Der späte Frühling ist in vollem Gange, der Sommer steht vor der Tür und Gärtner stehen bereits vor einem der häufigsten Probleme: Was tun mit der überschüssigen Ernte? Wenn Sie die Ernte gut pflegen, kann es passieren, dass, sobald Sie die erste Ernte geerntet haben, bereits die zweite im Garten auf Sie wartet. Heutzutage ist es üblich, das, was man nicht braucht, an die Nachbarn zu verschenken oder wegzuwerfen. Aber unsere Großmütter haben nie etwas weggeworfen. Vielleicht ist es also nicht ausgeschlossen, sich von ihnen inspirieren zu lassen und zu versuchen, die gesamte Ernte so zu verarbeiten, dass nichts verschwendet wird.
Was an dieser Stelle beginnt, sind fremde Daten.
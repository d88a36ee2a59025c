//! Filesystem- and process-backed [`ServerBackend`] for Java servers.
//!
//! A server directory holds one or more `.jar` artifacts and a
//! `settings.yml`. While a server runs it holds an exclusive lock on
//! `players/LOCK`, which is how liveness is probed.

use crate::backend::{BackendError, ProbeStatus, ScanOutcome, ServerBackend, ServerSettings};
use crate::config::{LaunchConfigDefaults, LaunchSettings};
use crate::platform;
use fs2::FileExt;
use serde::Deserialize;
use std::fs::{self, File, OpenOptions};
use std::path::{Path, PathBuf};
use std::process::{Command, Stdio};
use tracing::{debug, info, warn};

#[cfg(unix)]
use std::os::unix::process::CommandExt;

#[cfg(windows)]
use std::os::windows::process::CommandExt;

#[derive(Debug, Deserialize)]
struct SettingsFile {
    general: GeneralSection,
}

#[derive(Debug, Deserialize)]
struct GeneralSection {
    motd: String,
    #[serde(rename = "server-port")]
    server_port: u16,
    #[serde(rename = "max-players")]
    max_players: u32,
}

impl From<GeneralSection> for ServerSettings {
    fn from(general: GeneralSection) -> Self {
        ServerSettings {
            announce_text: general.motd,
            port: general.server_port,
            max_peers: general.max_players,
        }
    }
}

/// Runs servers as local child processes.
#[derive(Debug, Clone)]
pub struct LocalBackend {
    settings: LaunchSettings,
    logs_dir: PathBuf,
}

impl LocalBackend {
    /// Create a backend that writes launch logs into `logs_dir`.
    pub fn new(settings: LaunchSettings, logs_dir: impl Into<PathBuf>) -> Self {
        Self {
            settings,
            logs_dir: logs_dir.into(),
        }
    }

    pub fn logs_dir(&self) -> &Path {
        &self.logs_dir
    }

    fn log_path(&self, server_dir: &Path) -> PathBuf {
        let stem: String = server_dir
            .file_name()
            .map(|n| n.to_string_lossy().into_owned())
            .unwrap_or_else(|| "server".to_string())
            .chars()
            .map(|c| if c.is_ascii_alphanumeric() || c == '-' || c == '_' { c } else { '_' })
            .collect();
        let stamp = chrono::Local::now().format("%Y%m%d-%H%M%S");
        self.logs_dir.join(format!("{}-{}.log", stem, stamp))
    }

    /// Spawn `java <jvm args> -jar <artifact> nogui` in `path`.
    ///
    /// Blocking; a detached thread waits on the child so a server that exits
    /// on its own does not linger as a zombie.
    fn spawn_server(&self, path: &Path, artifact: &str) -> Result<u32, BackendError> {
        if !path.join(artifact).is_file() {
            return Err(BackendError::Launch(format!(
                "Core file not found: {}",
                artifact
            )));
        }

        fs::create_dir_all(&self.logs_dir).map_err(|e| {
            BackendError::io(
                format!("Failed to create {}", self.logs_dir.display()),
                e,
            )
        })?;
        let log_path = self.log_path(path);
        let log = File::create(&log_path)
            .map_err(|e| BackendError::io(format!("Failed to create {}", log_path.display()), e))?;
        let log_err = log
            .try_clone()
            .map_err(|e| BackendError::io("Failed to clone log handle", e))?;

        let mut cmd = Command::new(&self.settings.java_bin);
        cmd.args(&self.settings.jvm_args)
            .arg("-jar")
            .arg(artifact)
            .arg("nogui")
            .current_dir(path)
            .stdin(Stdio::null())
            .stdout(Stdio::from(log))
            .stderr(Stdio::from(log_err));

        // Own process group, so a Ctrl-C in our terminal does not reach the server.
        #[cfg(unix)]
        cmd.process_group(0);

        #[cfg(windows)]
        {
            const CREATE_NEW_PROCESS_GROUP: u32 = 0x0000_0200;
            const CREATE_NO_WINDOW: u32 = 0x0800_0000;
            cmd.creation_flags(CREATE_NEW_PROCESS_GROUP | CREATE_NO_WINDOW);
        }

        let mut child = cmd.spawn().map_err(|e| {
            BackendError::Launch(format!(
                "Failed to start {}: {}",
                self.settings.java_bin, e
            ))
        })?;
        let pid = child.id();
        info!(
            "Launched {} in {} as PID {} (log: {})",
            artifact,
            path.display(),
            pid,
            log_path.display()
        );

        let waiter = std::thread::Builder::new()
            .name(format!("hearth-wait-{}", pid))
            .spawn(move || match child.wait() {
                Ok(status) => debug!("PID {} exited: {}", pid, status),
                Err(e) => debug!("Waiting on PID {} failed: {}", pid, e),
            });
        if let Err(e) = waiter {
            warn!("Could not watch PID {} for exit: {}", pid, e);
        }
        Ok(pid)
    }
}

/// Inspect a server directory.
pub fn scan_dir(path: &Path) -> Result<ScanOutcome, BackendError> {
    if !path.is_dir() {
        return Ok(ScanOutcome::NoConfig);
    }

    let mut artifacts = Vec::new();
    let entries = fs::read_dir(path)
        .map_err(|e| BackendError::io(format!("Failed to read {}", path.display()), e))?;
    for entry in entries.flatten() {
        let p = entry.path();
        if !p.is_file() {
            continue;
        }
        let is_jar = p
            .extension()
            .and_then(|e| e.to_str())
            .is_some_and(|e| e.eq_ignore_ascii_case("jar"));
        if let (true, Some(name)) = (is_jar, p.file_name().and_then(|n| n.to_str())) {
            artifacts.push(name.to_string());
        }
    }
    if artifacts.is_empty() {
        return Ok(ScanOutcome::NoArtifacts);
    }
    artifacts.sort();

    let settings_path = path.join(LaunchConfigDefaults::SETTINGS_FILENAME);
    if !settings_path.is_file() {
        return Ok(ScanOutcome::NoConfig);
    }
    let content = fs::read_to_string(&settings_path)
        .map_err(|e| BackendError::io(format!("Failed to read {}", settings_path.display()), e))?;
    let parsed: SettingsFile = serde_yaml::from_str(&content).map_err(|e| {
        BackendError::Other(format!(
            "Failed to parse {}: {}",
            settings_path.display(),
            e
        ))
    })?;
    let config = ServerSettings::from(parsed.general);

    debug!("Scanned {}: {:?}", path.display(), artifacts);
    if artifacts.len() == 1 {
        Ok(ScanOutcome::Valid { config, artifacts })
    } else {
        Ok(ScanOutcome::NeedsSelection { config, artifacts })
    }
}

/// Probe the server's lock file.
pub fn probe_dir(path: &Path) -> ProbeStatus {
    let lock_path = LaunchConfigDefaults::LOCK_FILE
        .iter()
        .fold(path.to_path_buf(), |p, part| p.join(part));
    if !lock_path.exists() {
        return ProbeStatus::Unknown;
    }

    let file = match OpenOptions::new().write(true).open(&lock_path) {
        Ok(file) => file,
        Err(e) => {
            debug!("Cannot open {}: {}", lock_path.display(), e);
            return ProbeStatus::Unknown;
        }
    };

    match file.try_lock_exclusive() {
        Ok(()) => {
            let _ = FileExt::unlock(&file);
            ProbeStatus::Stopped
        }
        Err(_) => ProbeStatus::Running,
    }
}

async fn blocking<T: Send + 'static>(
    f: impl FnOnce() -> Result<T, BackendError> + Send + 'static,
) -> Result<T, BackendError> {
    tokio::task::spawn_blocking(f)
        .await
        .map_err(|e| BackendError::Other(format!("Background task failed: {}", e)))?
}

#[async_trait::async_trait]
impl ServerBackend for LocalBackend {
    async fn scan(&self, path: &Path) -> Result<ScanOutcome, BackendError> {
        let path = path.to_path_buf();
        blocking(move || scan_dir(&path)).await
    }

    async fn probe_status(&self, path: &Path) -> Result<ProbeStatus, BackendError> {
        let path = path.to_path_buf();
        blocking(move || Ok(probe_dir(&path))).await
    }

    async fn launch(&self, path: &Path, artifact: &str) -> Result<u32, BackendError> {
        let backend = self.clone();
        let path = path.to_path_buf();
        let artifact = artifact.to_string();
        blocking(move || backend.spawn_server(&path, &artifact)).await
    }

    async fn stop(&self, pid: u32) -> Result<(), BackendError> {
        let grace_ms = self.settings.stop_grace_ms;
        blocking(move || platform::terminate_process(pid, grace_ms)).await
    }
}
Was tun mit Resten aus dem Garten?
Die erste Option ist natürlich. Es ist einfach ein Klassiker. Es ist eine tolle Möglichkeit, Obst in Form von Kompott, Konfitüre, Marmelade und eingelegtem Gemüse in einer süß-sauren Marinade sinnvoll zu nutzen. Wenn Sie Lebensmittel richtig konservieren, können sie Monate oder sogar Jahre haltbar sein und den größten Teil ihres ursprünglichen Geschmacks während der gesamten Lagerung behalten. Diese Methode der Lebensmittelkonservierung gilt immer noch als die effektivste. Bewahren Sie die Gläser an einem kühlen, dunklen und trockenen Ort bei einer Temperatur von etwa 10 bis 20 Grad Celsius auf.
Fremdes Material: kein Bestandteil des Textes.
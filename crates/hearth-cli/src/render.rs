//! Plain-text rendering of controller state.

use hearth_core::{ActionKind, EntryState, EntryStatus, Ownership, PendingSelection};
use std::fmt::Write;

const ID_WIDTH: usize = 8;

fn short_id(id: &str) -> &str {
    id.get(..ID_WIDTH).unwrap_or(id)
}

/// Human-readable status, including ownership and in-flight actions.
pub fn status_label(state: &EntryState) -> String {
    match state.loading {
        Some(ActionKind::Start) => return "starting".to_string(),
        Some(ActionKind::Stop) => return "stopping".to_string(),
        None => {}
    }
    match (state.view.status, state.ownership) {
        (EntryStatus::Running, Ownership::Managed { pid }) => format!("running (pid {})", pid),
        (EntryStatus::Running, _) => "running (external)".to_string(),
        (EntryStatus::Error, _) => match &state.view.error_message {
            Some(err) => format!("error: {}", err.message),
            None => "error".to_string(),
        },
        (status, _) => status.to_string(),
    }
}

/// One row per entry, with a header.
pub fn entries_table(states: &[EntryState]) -> String {
    if states.is_empty() {
        return "No servers registered. Add one with `hearth add <path>`.\n".to_string();
    }

    let name_width = states
        .iter()
        .map(|s| s.view.name.chars().count())
        .max()
        .unwrap_or(0)
        .max(4);
    let artifact_width = states
        .iter()
        .map(|s| s.view.artifact_name.chars().count())
        .max()
        .unwrap_or(0)
        .max(8);

    let mut out = String::new();
    let _ = writeln!(
        out,
        "{:<ID_WIDTH$}  {:<name_width$}  {:<artifact_width$}  {:>5}  STATUS",
        "ID", "NAME", "ARTIFACT", "PORT"
    );
    for state in states {
        let view = &state.view;
        let port = if view.settings.port == 0 {
            "-".to_string()
        } else {
            view.settings.port.to_string()
        };
        let _ = writeln!(
            out,
            "{:<ID_WIDTH$}  {:<name_width$}  {:<artifact_width$}  {:>5}  {}",
            short_id(view.id.as_str()),
            view.name,
            view.artifact_name,
            port,
            status_label(state)
        );
    }
    out
}

/// Numbered list of candidate artifacts for an interactive choice.
pub fn candidates(pending: &PendingSelection) -> String {
    let mut out = format!(
        "{} contains several jars. Which one starts the server?\n",
        pending.path.display()
    );
    for (i, artifact) in pending.candidate_artifacts.iter().enumerate() {
        let _ = writeln!(out, "  {}) {}", i + 1, artifact);
    }
    out
}

/// Map a numbered answer (or a literal file name) onto a candidate.
///
/// An empty answer means "cancel".
pub fn pick<'a>(candidates: &'a [String], answer: &str) -> Option<&'a str> {
    let answer = answer.trim();
    if answer.is_empty() {
        return None;
    }
    if let Ok(n) = answer.parse::<usize>() {
        return n.checked_sub(1).and_then(|i| candidates.get(i)).map(String::as_str);
    }
    candidates.iter().find(|c| c.as_str() == answer).map(String::as_str)
}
Wenn Sie Äpfel, Birnen, Pflaumen, Kräuter oder Pilze über einen längeren Zeitraum haltbar machen möchten, ist das Trocknen die ideale Lösung. Wenn Wasser aus Früchten, Kräutern oder Pilzen verdunstet, verlangsamt sich das Wachstum von Mikroorganismen, die eine schnellere Reifung und einen schnelleren Verderb bewirken, erheblich. Trockenfrüchte können mehrere Monate gelagert werden. Getrocknete Lebensmittel sollten ordnungsgemäß in luftdichte Behälter oder wiederverschließbare Beutel gegeben und an einem trockenen, dunklen Ort aufbewahrt werden.
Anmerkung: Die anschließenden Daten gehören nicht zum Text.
//! Collaborator seam between the core and the outside world.
//!
//! The core never touches directories or processes directly. Scanning a
//! server directory, probing whether its process is alive, and spawning or
//! killing it all go through [`ServerBackend`]. The bundled implementation is
//! [`crate::local::LocalBackend`]; tests use scripted fakes.

use serde::{Deserialize, Serialize};
use std::path::Path;
use thiserror::Error;

/// Settings parsed from a server directory's configuration.
#[derive(Debug, Clone, Default, PartialEq, Eq, Serialize, Deserialize)]
#[serde(rename_all = "camelCase")]
pub struct ServerSettings {
    /// Message of the day shown to connecting players.
    pub announce_text: String,
    pub port: u16,
    pub max_peers: u32,
}

/// Result of scanning a server directory.
#[derive(Debug, Clone, PartialEq, Eq)]
pub enum ScanOutcome {
    /// No (readable) configuration in the directory.
    NoConfig,
    /// Configuration present but nothing launchable.
    NoArtifacts,
    /// Exactly one launchable artifact.
    Valid {
        config: ServerSettings,
        artifacts: Vec<String>,
    },
    /// Several candidates; the user has to pick one.
    NeedsSelection {
        config: ServerSettings,
        artifacts: Vec<String>,
    },
}

impl ScanOutcome {
    /// Settings and artifact list, for the two successful outcomes.
    pub fn discovered(&self) -> Option<(&ServerSettings, &[String])> {
        match self {
            ScanOutcome::Valid { config, artifacts }
            | ScanOutcome::NeedsSelection { config, artifacts } => Some((config, artifacts)),
            ScanOutcome::NoConfig | ScanOutcome::NoArtifacts => None,
        }
    }
}

/// Liveness as reported by the status probe.
#[derive(Debug, Clone, Copy, PartialEq, Eq, Serialize, Deserialize)]
#[serde(rename_all = "lowercase")]
pub enum ProbeStatus {
    Running,
    Stopped,
    Unknown,
}

/// Failure raised by a backend call.
///
/// These never leave the core as-is; see [`crate::classify`].
#[derive(Debug, Error)]
pub enum BackendError {
    #[error("{0}")]
    Launch(String),

    #[error("{0}")]
    Stop(String),

    #[error("{message}")]
    Io {
        message: String,
        #[source]
        source: std::io::Error,
    },

    #[error("call timed out after {0:?}")]
    Timeout(std::time::Duration),

    #[error("{0}")]
    Other(String),
}

impl BackendError {
    pub fn io(message: impl Into<String>, source: std::io::Error) -> Self {
        BackendError::Io {
            message: format!("{}: {}", message.into(), source),
            source,
        }
    }
}

/// External operations the core depends on.
#[async_trait::async_trait]
pub trait ServerBackend: Send + Sync + 'static {
    /// Inspect a server directory.
    async fn scan(&self, path: &Path) -> Result<ScanOutcome, BackendError>;

    /// Report whether the server rooted at `path` is live.
    async fn probe_status(&self, path: &Path) -> Result<ProbeStatus, BackendError>;

    /// Start `artifact` inside `path`, returning the new process id.
    async fn launch(&self, path: &Path, artifact: &str) -> Result<u32, BackendError>;

    /// Terminate a process previously returned by [`ServerBackend::launch`].
    async fn stop(&self, pid: u32) -> Result<(), BackendError>;
}
#[tokio::test]
async fn test_missing_artifact_reports_core_missing_without_probing() {
    let h = harness();
    h.backend.serve("/srv/a", &["y.jar"]);
    h.backend.set_status("/srv/a", ProbeStatus::Running);
    let id = register(&h, "/srv/a", "x.jar");

    h.controller.reconcile().await.unwrap();
    let view = h.controller.entry_state(&id).unwrap().view;
    assert_eq!(view.status, EntryStatus::Error);
    let error = view.error_message.unwrap();
    assert_eq!(error.kind, ErrorKind::CoreMissing);
    assert!(error.message.contains("x.jar"));
    assert_eq!(h.backend.probe_count(), 0);

    let outcome = h.controller.toggle(&id).await.unwrap();
    assert_eq!(
        outcome,
        ToggleOutcome::Ignored {
            reason: IgnoreReason::Error
        }
    );
}

#[tokio::test]
async fn test_reconcile_is_idempotent() {
    let h = harness();
    h.backend.serve("/srv/a", &["a.jar"]);
    register(&h, "/srv/a", "a.jar");

    let mut rx = h.controller.subscribe();
    assert!(h.controller.reconcile().await.unwrap());
    assert!(rx.has_changed().unwrap());
    rx.borrow_and_update();

    assert!(!h.controller.reconcile().await.unwrap());
    assert!(!rx.has_changed().unwrap());
}

#[tokio::test]
async fn test_full_toggle_cycle() {
    let h = harness();
    h.backend.serve("/srv/a", &["a.jar"]);
    let id = register(&h, "/srv/a", "a.jar");
    h.controller.reconcile().await.unwrap();
    assert_eq!(status_of(&h, &id), EntryStatus::Stopped);

    let ToggleOutcome::Started { pid } = h.controller.toggle(&id).await.unwrap() else {
        panic!("expected a start");
    };
    assert!(h.controller.is_loading(&id));
    assert_eq!(h.controller.running_pids().get(&id), Some(&pid));
    assert_eq!(
        h.backend.launches(),
        vec![(PathBuf::from("/srv/a"), "a.jar".to_string())]
    );

    // A second toggle while the start is unconfirmed does nothing.
    assert_eq!(
        h.controller.toggle(&id).await.unwrap(),
        ToggleOutcome::Ignored {
            reason: IgnoreReason::Loading
        }
    );

    // The tick that still sees `stopped` keeps both the flag and the PID.
    h.controller.reconcile().await.unwrap();
    assert!(h.controller.is_loading(&id));
    assert!(h.controller.running_pids().contains_key(&id));

    h.backend.set_status("/srv/a", ProbeStatus::Running);
    h.controller.reconcile().await.unwrap();
    assert!(!h.controller.is_loading(&id));
    assert_eq!(
        h.controller.entry_state(&id).unwrap().ownership,
        Ownership::Managed { pid }
    );

    assert_eq!(
        h.controller.toggle(&id).await.unwrap(),
        ToggleOutcome::ConfirmStop { pid }
    );
    assert!(h.backend.stops().is_empty());

    h.controller.stop(&id).await.unwrap();
    assert_eq!(h.backend.stops(), vec![pid]);
    assert!(!h.controller.is_loading(&id));
    assert!(h.controller.running_pids().is_empty());
    assert_eq!(status_of(&h, &id), EntryStatus::Stopped);
}

#[tokio::test]
async fn test_launch_failure_clears_loading() {
    let h = harness();
    h.backend.serve("/srv/a", &["a.jar"]);
    h.backend
        .with(|s| s.launch_error = Some("java: not found".into()));
    let id = register(&h, "/srv/a", "a.jar");

    let err = h.controller.start(&id).await.unwrap_err();
    assert_eq!(err.kind(), ErrorKind::LaunchFailed);
    assert!(err.to_string().contains("java: not found"));
    assert!(!h.controller.is_loading(&id));
    assert!(h.controller.running_pids().is_empty());
}

#[tokio::test]
async fn test_stop_failure_keeps_pid() {
    let h = harness();
    h.backend.serve("/srv/a", &["a.jar"]);
    let id = register(&h, "/srv/a", "a.jar");

    let pid = h.controller.start(&id).await.unwrap();
    h.backend.set_status("/srv/a", ProbeStatus::Running);
    h.controller.reconcile().await.unwrap();

    h.backend.with(|s| s.stop_error = Some("EPERM".into()));
    let err = h.controller.stop(&id).await.unwrap_err();
    assert_eq!(err.kind(), ErrorKind::StopFailed);
    assert!(!h.controller.is_loading(&id));
    assert_eq!(h.controller.running_pids().get(&id), Some(&pid));
}

#[tokio::test]
async fn test_stale_pid_dropped_when_process_exits() {
    let h = harness();
    h.backend.serve("/srv/a", &["a.jar"]);
    let id = register(&h, "/srv/a", "a.jar");

    h.controller.start(&id).await.unwrap();
    h.backend.set_status("/srv/a", ProbeStatus::Running);
    h.controller.reconcile().await.unwrap();
    assert!(h.controller.running_pids().contains_key(&id));

    // The server shuts itself down.
    h.backend.set_status("/srv/a", ProbeStatus::Stopped);
    h.controller.reconcile().await.unwrap();
    assert!(h.controller.running_pids().is_empty());

    let raw = std::fs::read_to_string(h.dir.path().join("running.json")).unwrap();
    let doc: serde_json::Value = serde_json::from_str(&raw).unwrap();
    assert!(doc["pids"].as_object().unwrap().is_empty());
}

#[tokio::test(start_paused = true)]
async fn test_unconfirmed_start_expires_after_grace() {
    let h = harness();
    h.backend.serve("/srv/a", &["a.jar"]);
    let id = register(&h, "/srv/a", "a.jar");

    h.controller.start(&id).await.unwrap();
    tokio::time::advance(Duration::from_secs(30)).await;
    h.controller.reconcile().await.unwrap();
    assert!(h.controller.is_loading(&id));

    tokio::time::advance(Duration::from_secs(31)).await;
    h.controller.reconcile().await.unwrap();
    assert!(!h.controller.is_loading(&id));
    assert!(h.controller.running_pids().is_empty());

    // The entry can be started again.
    assert!(matches!(
        h.controller.toggle(&id).await.unwrap(),
        ToggleOutcome::Started { .. }
    ));
}

#[tokio::test]
async fn test_pids_survive_restart() {
    let h = harness();
    h.backend.serve("/srv/a", &["a.jar"]);
    h.backend.set_status("/srv/a", ProbeStatus::Running);
    let id = register(&h, "/srv/a", "a.jar");
    let pid = h.controller.start(&id).await.unwrap();

    let reopened = Controller::open(
        h.dir.path(),
        h.backend.clone(),
        ControllerConfig::default(),
    )
    .unwrap();
    reopened.reconcile().await.unwrap();

    let state = reopened.entry_state(&id).unwrap();
    assert_eq!(state.ownership, Ownership::Managed { pid });
    assert_eq!(
        reopened.toggle(&id).await.unwrap(),
        ToggleOutcome::ConfirmStop { pid }
    );
}

fn reopen(h: &Harness) -> Controller {
    Controller::open(h.dir.path(), h.backend.clone(), ControllerConfig::default()).unwrap()
}

#[tokio::test]
async fn test_unconfirmed_start_survives_restart() {
    let h = harness();
    h.backend.serve("/srv/a", &["a.jar"]);
    let id = register(&h, "/srv/a", "a.jar");

    // Launched, but the server has not taken its lock yet.
    let pid = h.controller.start(&id).await.unwrap();

    let second = reopen(&h);
    assert!(second.is_loading(&id));
    second.reconcile().await.unwrap();
    assert_eq!(second.running_pids().get(&id), Some(&pid));
    assert_eq!(
        second.toggle(&id).await.unwrap(),
        ToggleOutcome::Ignored {
            reason: IgnoreReason::Loading
        }
    );

    h.backend.set_status("/srv/a", ProbeStatus::Running);
    let third = reopen(&h);
    third.reconcile().await.unwrap();
    assert!(!third.is_loading(&id));
    assert_eq!(
        third.entry_state(&id).unwrap().ownership,
        Ownership::Managed { pid }
    );

    // Once confirmed, the start marker is gone from disk.
    let raw = std::fs::read_to_string(h.dir.path().join("running.json")).unwrap();
    let doc: serde_json::Value = serde_json::from_str(&raw).unwrap();
    assert!(doc.get("starting").is_none());
    assert!(!reopen(&h).is_loading(&id));
}

#[tokio::test]
async fn test_start_older_than_grace_is_not_restored() {
    let h = harness();
    h.backend.serve("/srv/a", &["a.jar"]);
    let id = register(&h, "/srv/a", "a.jar");

    let doc = serde_json::json!({
        "version": 1,
        "pids": { (id.as_str()): 4001 },
        "starting": { (id.as_str()): "2020-01-01T00:00:00Z" },
    });
    std::fs::write(h.dir.path().join("running.json"), doc.to_string()).unwrap();

    let reopened = reopen(&h);
    assert!(!reopened.is_loading(&id));
    reopened.reconcile().await.unwrap();
    assert!(reopened.running_pids().is_empty());
}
Wenn Sie nicht wissen, was Sie mit überschüssigem Gemüse tun sollen, ist die Fermentierung eine gute Möglichkeit. Kohl, Gurken und einige Wurzelgemüsesorten werden in eine Salzlake gelegt, wo die Bakterien dann wirken. Dadurch erhalten Sie haltbare Lebensmittel, die auch nach dem Herausnehmen noch lecker sind. Lagern Sie fermentierte Lebensmittel an einem kühlen Ort, idealerweise im Keller oder Kühlschrank. Die niedrigere Temperatur verlangsamt den Fermentationsprozess und trägt dazu bei, dass das Gemüse seinen optimalen Geschmack und seine optimale Struktur behält.
Kühlen
Während unsere Großmütter hauptsächlich auf das Einmachen und Trocknen angewiesen waren, stehen uns glücklicherweise Gefrierschränke zur Verfügung. Durch das Einfrieren bleiben Lebensmittel lange und ohne großen Geschmacksverlust haltbar. So können Sie das überschüssige Obst und Gemüse abschneiden, in einem gut wiederverschließbaren Beutel aufbewahren und im Gefrierschrank aufbewahren, bis Sie es sich wieder merken. Die Temperatur im Gefrierschrank sollte idealerweise bei etwa -18 Grad Celsius liegen. Achten Sie darauf, die Beutel gut zu verschließen und sämtliche Luft aus ihnen zu entfernen, um ein Austrocknen und Erfrierungen zu verhindern.